Written and Illustrated by: Geoff Darrow
Lettered and Colored by: Peter Doherty
Prologue by: the Wachowski Brothers
Publisher: Burlyman Entertainment

I’m writing this in a VW bug speeding through the Poconos. There’s a catgirl at the wheel; tomotao, cucumber, and bamboo plants in the backseat; and a pair of turtlebabies named “Genius” and “Baka” (Japanese for “idiot”) in the compartment to my left. I’ve spent the weekend at a drive-in movie theater, a flea market, and a rousing session of cowchip bingo. This feels like the best environment in which to write my reviews.

If you haven’t been reading Shaolin Cowboy, then you must hate the Shaw Brothers, Jackie Chan, Monty Python, Dali, John Wayne, and mescaline. Shaolin Cowbody is the most enjoyably strange book I’ve picked up in a while, and I’m including Cromartie High School #1 in that characterization. Geoff Darrow, the artist behind Frank Miller’s Hard Boiled, pens and illustrates this surrealist sci-fi chop-suey Western in his inimitable OCD, gore-ridden style, and it is certainly a pleasure to read.

In Issues #1 and #2, the Shaolin Cowboy single-handedly defeated King Crab (actually a crab), Crab’s Shaolin fist, and his group of Revengers, using the might of Hsing-I kung-fu (strangely appropriate, if you know kung-fu at all). Issue #3, most of the story is given over the Cowboy and his talking ass, Lord Evelyn Dunkirk Winnieford Esq. the Third (henceforth, just “ass”), as they travel across the desert to whatever adventure awaits them.
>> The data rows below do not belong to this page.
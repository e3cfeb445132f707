//! Business operations for the storefront's two services.
//! - `catalog` and `inventory` hold the operations, on top of `models`.
//! - `local` exposes them to `service_client` for in-process dispatch.
//! - `seed` and `data_migration` back the maintenance binaries.
//! - `aws` resolves database secrets and builds SDK clients for S3 storage.

pub mod errors;
pub mod aws;
pub mod views;
pub mod storage;
pub mod catalog;
pub mod inventory;
pub mod local;
pub mod seed;
pub mod data_migration;
#[cfg(test)]
pub mod test_support;
#[cfg(test)]
mod db_tests;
Since the Shaolin Cowboy is an inscrutable Oriental, his ass does most of the talking. As his ass discourses on cloning, dinosaurs, the badassery of Robert Mitchum, and his general dislike of hip-hop, the pair encounter a slaughterscene that could rival any that the Cowboy’s skills could produce. A little further down the way, they encounter an infant clutching an MP3 player and a doll’s head in his blood-stained hands. With the single utterance of “mine” from the baby, a trio of demons spring up from the desert floor, speaking formal English, thug, and surfer. The surfer, “Mr. Excellent,” wins the hand of rock-paper-scissors to take on the cowboy in a battle of apocalyptic proportions.
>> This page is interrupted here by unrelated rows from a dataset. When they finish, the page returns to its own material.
//! JSON shapes returned by the catalog and inventory APIs.
//!
//! Both the HTTP routes and the in-process handlers serialize these, so a
//! caller gets the same document whichever way a call was dispatched.

use chrono::{DateTime, FixedOffset};
use serde::{Deserialize, Serialize};

use models::{inventory, product};

use crate::storage::ImageStorage;

#[derive(Debug, Clone, PartialEq, Serialize, Deserialize)]
pub struct ProductView {
    pub id: i32,
    pub name: String,
    pub description: String,
    pub price: f64,
    pub image_path: String,
    pub image_url: String,
    pub created_at: DateTime<FixedOffset>,
}

impl ProductView {
    pub fn from_model(m: product::Model, storage: &dyn ImageStorage) -> Self {
        let image_url = storage.url_for(&m.image_path);
        Self {
            id: m.id,
            name: m.name,
            description: m.description,
            price: m.price,
            image_path: m.image_path,
            image_url,
            created_at: m.created_at,
        }
    }
}

/// Stock for a product. Products with no stock row yet report zero in the
/// default warehouse and carry no `id`/`updated_at`.
#[derive(Debug, Clone, PartialEq, Serialize, Deserialize)]
pub struct InventoryView {
    #[serde(default, skip_serializing_if = "Option::is_none")]
    pub id: Option<i32>,
    pub product_id: i32,
    pub quantity: i32,
    pub warehouse: String,
    #[serde(default, skip_serializing_if = "Option::is_none")]
    pub updated_at: Option<DateTime<FixedOffset>>,
}

impl InventoryView {
    pub fn empty(product_id: i32) -> Self {
        Self {
            id: None,
            product_id,
            quantity: 0,
            warehouse: inventory::DEFAULT_WAREHOUSE.to_string(),
            updated_at: None,
        }
    }
}

impl From<inventory::Model> for InventoryView {
    fn from(m: inventory::Model) -> Self {
        Self {
            id: Some(m.id),
            product_id: m.product_id,
            quantity: m.quantity,
            warehouse: m.warehouse,
            updated_at: Some(m.updated_at),
        }
    }
}

#[cfg(test)]
mod tests {
    use super::*;
    use serde_json::json;

    #[test]
    fn empty_inventory_omits_row_fields() {
        let v = serde_json::to_value(InventoryView::empty(4)).unwrap();
        assert_eq!(v, json!({"product_id": 4, "quantity": 0, "warehouse": "main"}));
    }

    #[test]
    fn stored_inventory_has_all_fields() {
        let ts = DateTime::parse_from_rfc3339("2024-03-01T10:00:00+00:00").unwrap();
        let m = inventory::Model { id: 9, product_id: 4, quantity: 12, warehouse: "east".into(), updated_at: ts };
        let v = serde_json::to_value(InventoryView::from(m)).unwrap();
        assert_eq!(v["id"], 9);
        assert_eq!(v["quantity"], 12);
        assert!(v["updated_at"].as_str().unwrap().starts_with("2024-03-01T10:00:00"));
    }
}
There are definitely Tarantino-esque aspects to all of this, but Shaolin Cowboy ain’t no Kill Bill. For one thing, Kill Bill sucked [haha Jamie, my column, up yours!], and Shaolin Cowoby pwnz Quentin’s smug sense of retro cool. Darrow takes Grand Guignol to a place that only he lives in. If we lived in Geoff Darrow’s head, the streets would literally run red with the blood of the infidels. His almost neurotic detail has a strange charm that saves his art from being stiff and lifeless like Gary Erskine’s. There’s a trancelike quality to his panels because of his preference for transitory moments, rather than completed posture. Even his bloodiest panels have a timeless quality to them; bodies, limbs, and blood seeming to float in a timeless ether before the next panel shows you the progression of movement. His writing isn’t bad either – his wordplay is a little undeveloped, but he’s definitely no slouch.

Final Word: Shaolin Cowboy #3 shows that Geoff Darrow’s kung-fu is strong indeed. The writing has some power, but the art makes up for shortfalls the words might have. I can’t wait to see if the Cowboy has to pit his Hsing-I against some good, old-fashioned Pa Kua. A rollicking good read, and never mind the ass.